The game is also a slow burn. It’ll be about two hours before you actually see the Xenomorph and when you do, the game fails at teaching you how to deal with its presence. Sure at this point, you know about hiding in lockers, but you haven’t been given any information as to what will and wont set the creature off. It can be infuriating having to run the same sequence over and over again, because you just don’t know what you’re doing to alert the alien of your presence. There are audio cues that let you know when the alien is in the vents and when its roaming around the same hallways as you, but it took me about 10 consecutive deaths before I picked up on the subtleties of the alien’s sounds. The games of cat and mouse you play with the alien can be dynamic and, yes, even scary but I couldn’t help but feel that a lot of my deaths in the game were simply unfair and the fact that the only checkpoints I would come across were manual save spots never ceased to be absolutely maddening. Once you’re given a flamethrower, the alien encounters become a touch more manageable as it basically acts as a deadly broom being shoved in the face of an otherworldly mouse (I can almost hear Amanda yelling “Shoo! Go on, get!” to the alien as she blasts it in the face with fire) but its honestly too little too late, and by that point I had already decided I just wasn’t having that much fun with the game.

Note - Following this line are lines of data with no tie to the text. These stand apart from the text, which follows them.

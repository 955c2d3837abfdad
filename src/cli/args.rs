use clap::Parser;
use std::path::PathBuf;

use s2mosaic::{EngineKind, FailurePolicy};

#[derive(Parser)]
#[command(name = "s2mosaic", version, about = "Sentinel-2 correction and mosaicking batch driver")]
pub struct CliArgs {
    /// Workspace root containing input/ (pix/, corrected/ and mosaic/ are recreated)
    #[arg(short, long, default_value = ".")]
    pub workspace: PathBuf,

    /// JSON configuration with processing parameters and engine programs
    #[arg(short, long)]
    pub config: Option<PathBuf>,

    /// Processing engine (command or dry-run)
    #[arg(long, value_enum, default_value_t = EngineKind::Command)]
    pub engine: EngineKind,

    /// What to do when a tile fails correction (overrides the configuration)
    #[arg(long, value_enum)]
    pub on_tile_error: Option<FailurePolicy>,

    /// Probe the enhanced mosaic and exported image with GDAL after the run
    #[arg(long, default_value_t = false)]
    pub verify: bool,

    /// Write a JSON run report to this path after each run
    #[arg(long)]
    pub report: Option<PathBuf>,

    /// Skip the confirmation prompt and run once
    #[arg(short, long, default_value_t = false)]
    pub yes: bool,

    /// Enable debug logging
    #[arg(long, default_value_t = false)]
    pub log: bool,
}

Despite it’s shortcomings, I still enjoyed Alien: Isolation. I just wish that it was a tighter package, and not padded out with poorly designed stealth and combat sequences with human and android AI. The addition of checkpoints would have been more than welcome. The moments where the Alien is stalking you are capable of being genuinely tense, and there are some really exciting set pieces. The game hits all the notes it should, being that its based on the original film from ‘79. The technology you use is an accurate realization of future 1970s, the environments are spot on, the space suits are big in chunky in all the right ways, but I can’t stress enough how much of a drag it can be to make a good amount of progress only to have to load up a manual save because you feel like you were unfairly killed.
How much you will enjoy this game is directly linked to how much you like Ridley Scott’s film. Someone like me will put up with the tedium and frustration in order to keep exploring the world that The Creative Assembly has created, while someone who isn’t as invested in the source material probably wouldn’t give this game a second look. And honestly, if this game didn’t hit the right atmospheric cues in the impressive ways that it does, I probably wouldn’t myself. If you have the means though, play it on PC or current generation consoles because that’s truly where the game shows off it’s graphical prowess. The game is a promising step in the right direction for the series, and if you can put up with the frustration it will almost certainly cause you, the moments of genuine terror make the overall experience worth it. It certainly has its problems, but Alien: Isolation is the most terrifying the Xenomorph has been in a long time.